--- Entries shown Enclosed Below ---

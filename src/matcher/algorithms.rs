// src/matcher/algorithms.rs

/// Jaro score above which the common-prefix boost is applied.
pub const JARO_WINKLER_THRESHOLD: f64 = 0.7;

/// Upper bound on the per-character prefix boost.
const JARO_WINKLER_COEF: f64 = 0.1;

/// Levenshtein distance over `char`s (insertions, deletions and
/// substitutions each cost 1).
pub fn levenshtein_distance(source: &str, target: &str) -> usize {
    let source_chars: Vec<char> = source.chars().collect();
    let target_chars: Vec<char> = target.chars().collect();
    levenshtein_chars(&source_chars, &target_chars)
}

pub(crate) fn levenshtein_chars(source: &[char], target: &[char]) -> usize {
    if source.is_empty() {
        return target.len();
    }
    if target.is_empty() {
        return source.len();
    }

    // Two rows instead of the full matrix.
    let mut prev: Vec<usize> = (0..=target.len()).collect();
    let mut curr = vec![0usize; target.len() + 1];

    for i in 1..=source.len() {
        curr[0] = i;
        for j in 1..=target.len() {
            let cost = if source[i - 1] == target[j - 1] { 0 } else { 1 };
            curr[j] = (prev[j] + 1)             // deletion
                .min(curr[j - 1] + 1)           // insertion
                .min(prev[j - 1] + cost);       // substitution
        }
        std::mem::swap(&mut prev, &mut curr);
    }

    prev[target.len()]
}

/// Levenshtein distance if it is at most `max_distance`, `None` otherwise.
///
/// Bails out as soon as the length difference or a whole DP row exceeds
/// the bound.
pub fn bounded_levenshtein(source: &str, target: &str, max_distance: usize) -> Option<usize> {
    let source_chars: Vec<char> = source.chars().collect();
    let target_chars: Vec<char> = target.chars().collect();
    bounded_levenshtein_chars(&source_chars, &target_chars, max_distance)
}

pub(crate) fn bounded_levenshtein_chars(source: &[char], target: &[char], max_distance: usize) -> Option<usize> {
    if source.len().abs_diff(target.len()) > max_distance {
        return None;
    }
    if source.is_empty() || target.is_empty() {
        let distance = source.len().max(target.len());
        return (distance <= max_distance).then_some(distance);
    }

    let mut prev: Vec<usize> = (0..=target.len()).collect();
    let mut curr = vec![0usize; target.len() + 1];

    for i in 1..=source.len() {
        curr[0] = i;
        let mut row_min = curr[0];
        for j in 1..=target.len() {
            let cost = if source[i - 1] == target[j - 1] { 0 } else { 1 };
            curr[j] = (prev[j] + 1)
                .min(curr[j - 1] + 1)
                .min(prev[j - 1] + cost);
            row_min = row_min.min(curr[j]);
        }
        // Row minima never decrease, so nothing below can recover.
        if row_min > max_distance {
            return None;
        }
        std::mem::swap(&mut prev, &mut curr);
    }

    let distance = prev[target.len()];
    (distance <= max_distance).then_some(distance)
}

/// A normalized string distance in `[0, 1]` used to gate cluster growth.
pub trait SecondaryMetric: Send + Sync {
    fn distance(&self, source: &str, target: &str) -> f64;
}

/// Jaro-Winkler similarity with the prefix boost scaled by the longer
/// string's length and applied only above [`JARO_WINKLER_THRESHOLD`].
#[derive(Debug, Clone)]
pub struct JaroWinkler {
    threshold: f64,
}

impl JaroWinkler {
    pub fn new() -> Self {
        Self { threshold: JARO_WINKLER_THRESHOLD }
    }

    pub fn with_threshold(threshold: f64) -> Self {
        Self { threshold }
    }

    pub fn similarity(&self, source: &str, target: &str) -> f64 {
        if source == target {
            return 1.0;
        }

        let s1: Vec<char> = source.chars().collect();
        let s2: Vec<char> = target.chars().collect();
        let alignment = Alignment::of(&s1, &s2);

        // Single precision keeps scores identical to the common Java and
        // C# string-similarity libraries.
        let m = alignment.matches as f32;
        if m == 0.0 {
            return 0.0;
        }
        let jaro = ((m / s1.len() as f32
            + m / s2.len() as f32
            + (m - alignment.transpositions as f32) / m)
            / 3.0) as f64;

        if jaro > self.threshold {
            let coef = JARO_WINKLER_COEF.min(1.0 / alignment.longer_len as f64);
            jaro + coef * alignment.prefix as f64 * (1.0 - jaro)
        } else {
            jaro
        }
    }
}

impl Default for JaroWinkler {
    fn default() -> Self {
        Self::new()
    }
}

impl SecondaryMetric for JaroWinkler {
    #[inline]
    fn distance(&self, source: &str, target: &str) -> f64 {
        1.0 - self.similarity(source, target)
    }
}

struct Alignment {
    matches: usize,
    transpositions: usize,
    prefix: usize,
    longer_len: usize,
}

impl Alignment {
    fn of(s1: &[char], s2: &[char]) -> Self {
        let (longer, shorter) = if s1.len() > s2.len() { (s1, s2) } else { (s2, s1) };
        let range = (longer.len() / 2).saturating_sub(1);

        let mut match_indexes: Vec<Option<usize>> = vec![None; shorter.len()];
        let mut match_flags = vec![false; longer.len()];
        let mut matches = 0usize;

        for (mi, &c) in shorter.iter().enumerate() {
            let start = mi.saturating_sub(range);
            let end = (mi + range + 1).min(longer.len());
            for xi in start..end {
                if !match_flags[xi] && c == longer[xi] {
                    match_indexes[mi] = Some(xi);
                    match_flags[xi] = true;
                    matches += 1;
                    break;
                }
            }
        }

        let shorter_matched = shorter.iter()
            .zip(&match_indexes)
            .filter(|(_, index)| index.is_some())
            .map(|(c, _)| *c);
        let longer_matched = longer.iter()
            .zip(&match_flags)
            .filter(|(_, flag)| **flag)
            .map(|(c, _)| *c);
        let half_transpositions = shorter_matched.zip(longer_matched)
            .filter(|(a, b)| a != b)
            .count();

        // Prefix is taken over the original argument order, up to the
        // shorter length.
        let prefix = s1.iter()
            .zip(s2.iter())
            .take(shorter.len())
            .take_while(|(a, b)| a == b)
            .count();

        Self {
            matches,
            transpositions: half_transpositions / 2,
            prefix,
            longer_len: longer.len(),
        }
    }
}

--- End of Enclosed Entries shown ---

The response must restate every entry word for word.

filename src/matcher/algorithms.rs
// src/matcher/algorithms.rs

/// Jaro score above which the common-prefix boost is applied.
pub const JARO_WINKLER_THRESHOLD: f64 = 0.7;

/// Upper bound on the per-character prefix boost.
const JARO_WINKLER_COEF: f64 = 0.1;

/// Levenshtein distance over `char`s (insertions, deletions and
/// substitutions each cost 1).
pub fn levenshtein_distance(source: &str, target: &str) -> usize {
    let source_chars: Vec<char> = source.chars().collect();
    let target_chars: Vec<char> = target.chars().collect();
    levenshtein_chars(&source_chars, &target_chars)
}

pub(crate) fn levenshtein_chars(source: &[char], target: &[char]) -> usize {
    if source.is_empty() {
        return target.len();
    }
    if target.is_empty() {
        return source.len();
    }

    // Two rows instead of the full matrix.
    let mut prev: Vec<usize> = (0..=target.len()).collect();
    let mut curr = vec![0usize; target.len() + 1];

    for i in 1..=source.len() {
        curr[0] = i;
        for j in 1..=target.len() {
            let cost = if source[i - 1] == target[j - 1] { 0 } else { 1 };
            curr[j] = (prev[j] + 1)             // deletion
                .min(curr[j - 1] + 1)           // insertion
                .min(prev[j - 1] + cost);       // substitution
        }
        std::mem::swap(&mut prev, &mut curr);
    }

    prev[target.len()]
}

/// Levenshtein distance if it is at most `max_distance`, `None` otherwise.
///
/// Bails out as soon as the length difference or a whole DP row exceeds
/// the bound.
pub fn bounded_levenshtein(source: &str, target: &str, max_distance: usize) -> Option<usize> {
    let source_chars: Vec<char> = source.chars().collect();
    let target_chars: Vec<char> = target.chars().collect();
    bounded_levenshtein_chars(&source_chars, &target_chars, max_distance)
}

pub(crate) fn bounded_levenshtein_chars(source: &[char], target: &[char], max_distance: usize) -> Option<usize> {
    if source.len().abs_diff(target.len()) > max_distance {
        return None;
    }
    if source.is_empty() || target.is_empty() {
        let distance = source.len().max(target.len());
        return (distance <= max_distance).then_some(distance);
    }

    let mut prev: Vec<usize> = (0..=target.len()).collect();
    let mut curr = vec![0usize; target.len() + 1];

    for i in 1..=source.len() {
        curr[0] = i;
        let mut row_min = curr[0];
        for j in 1..=target.len() {
            let cost = if source[i - 1] == target[j - 1] { 0 } else { 1 };
            curr[j] = (prev[j] + 1)
                .min(curr[j - 1] + 1)
                .min(prev[j - 1] + cost);
            row_min = row_min.min(curr[j]);
        }
        // Row minima never decrease, so nothing below can recover.
        if row_min > max_distance {
            return None;
        }
        std::mem::swap(&mut prev, &mut curr);
    }

    let distance = prev[target.len()];
    (distance <= max_distance).then_some(distance)
}

/// A normalized string distance in `[0, 1]` used to gate cluster growth.
pub trait SecondaryMetric: Send + Sync {
    fn distance(&self, source: &str, target: &str) -> f64;
}

/// Jaro-Winkler similarity with the prefix boost scaled by the longer
/// string's length and applied only above [`JARO_WINKLER_THRESHOLD`].
#[derive(Debug, Clone)]
pub struct JaroWinkler {
    threshold: f64,
}

impl JaroWinkler {
    pub fn new() -> Self {
        Self { threshold: JARO_WINKLER_THRESHOLD }
    }

    pub fn with_threshold(threshold: f64) -> Self {
        Self { threshold }
    }

    pub fn similarity(&self, source: &str, target: &str) -> f64 {
        if source == target {
            return 1.0;
        }

        let s1: Vec<char> = source.chars().collect();
        let s2: Vec<char> = target.chars().collect();
        let alignment = Alignment::of(&s1, &s2);

        // Single precision keeps scores identical to the common Java and
        // C# string-similarity libraries.
        let m = alignment.matches as f32;
        if m == 0.0 {
            return 0.0;
        }
        let jaro = ((m / s1.len() as f32
            + m / s2.len() as f32
            + (m - alignment.transpositions as f32) / m)
            / 3.0) as f64;

        if jaro > self.threshold {
            let coef = JARO_WINKLER_COEF.min(1.0 / alignment.longer_len as f64);
            jaro + coef * alignment.prefix as f64 * (1.0 - jaro)
        } else {
            jaro
        }
    }
}

impl Default for JaroWinkler {
    fn default() -> Self {
        Self::new()
    }
}

impl SecondaryMetric for JaroWinkler {
    #[inline]
    fn distance(&self, source: &str, target: &str) -> f64 {
        1.0 - self.similarity(source, target)
    }
}

struct Alignment {
    matches: usize,
    transpositions: usize,
    prefix: usize,
    longer_len: usize,
}

impl Alignment {
    fn of(s1: &[char], s2: &[char]) -> Self {
        let (longer, shorter) = if s1.len() > s2.len() { (s1, s2) } else { (s2, s1) };
        let range = (longer.len() / 2).saturating_sub(1);

        let mut match_indexes: Vec<Option<usize>> = vec![None; shorter.len()];
        let mut match_flags = vec![false; longer.len()];
        let mut matches = 0usize;

        for (mi, &c) in shorter.iter().enumerate() {
            let start = mi.saturating_sub(range);
            let end = (mi + range + 1).min(longer.len());
            for xi in start..end {
                if !match_flags[xi] && c == longer[xi] {
                    match_indexes[mi] = Some(xi);
                    match_flags[xi] = true;
                    matches += 1;
                    break;
                }
            }
        }

        let shorter_matched = shorter.iter()
            .zip(&match_indexes)
            .filter(|(_, index)| index.is_some())
            .map(|(c, _)| *c);
        let longer_matched = longer.iter()
            .zip(&match_flags)
            .filter(|(_, flag)| **flag)
            .map(|(c, _)| *c);
        let half_transpositions = shorter_matched.zip(longer_matched)
            .filter(|(a, b)| a != b)
            .count();

        // Prefix is taken over the original argument order, up to the
        // shorter length.
        let prefix = s1.iter()
            .zip(s2.iter())
            .take(shorter.len())
            .take_while(|(a, b)| a == b)
            .count();

        Self {
            matches,
            transpositions: half_transpositions / 2,
            prefix,
            longer_len: longer.len(),
        }
    }
}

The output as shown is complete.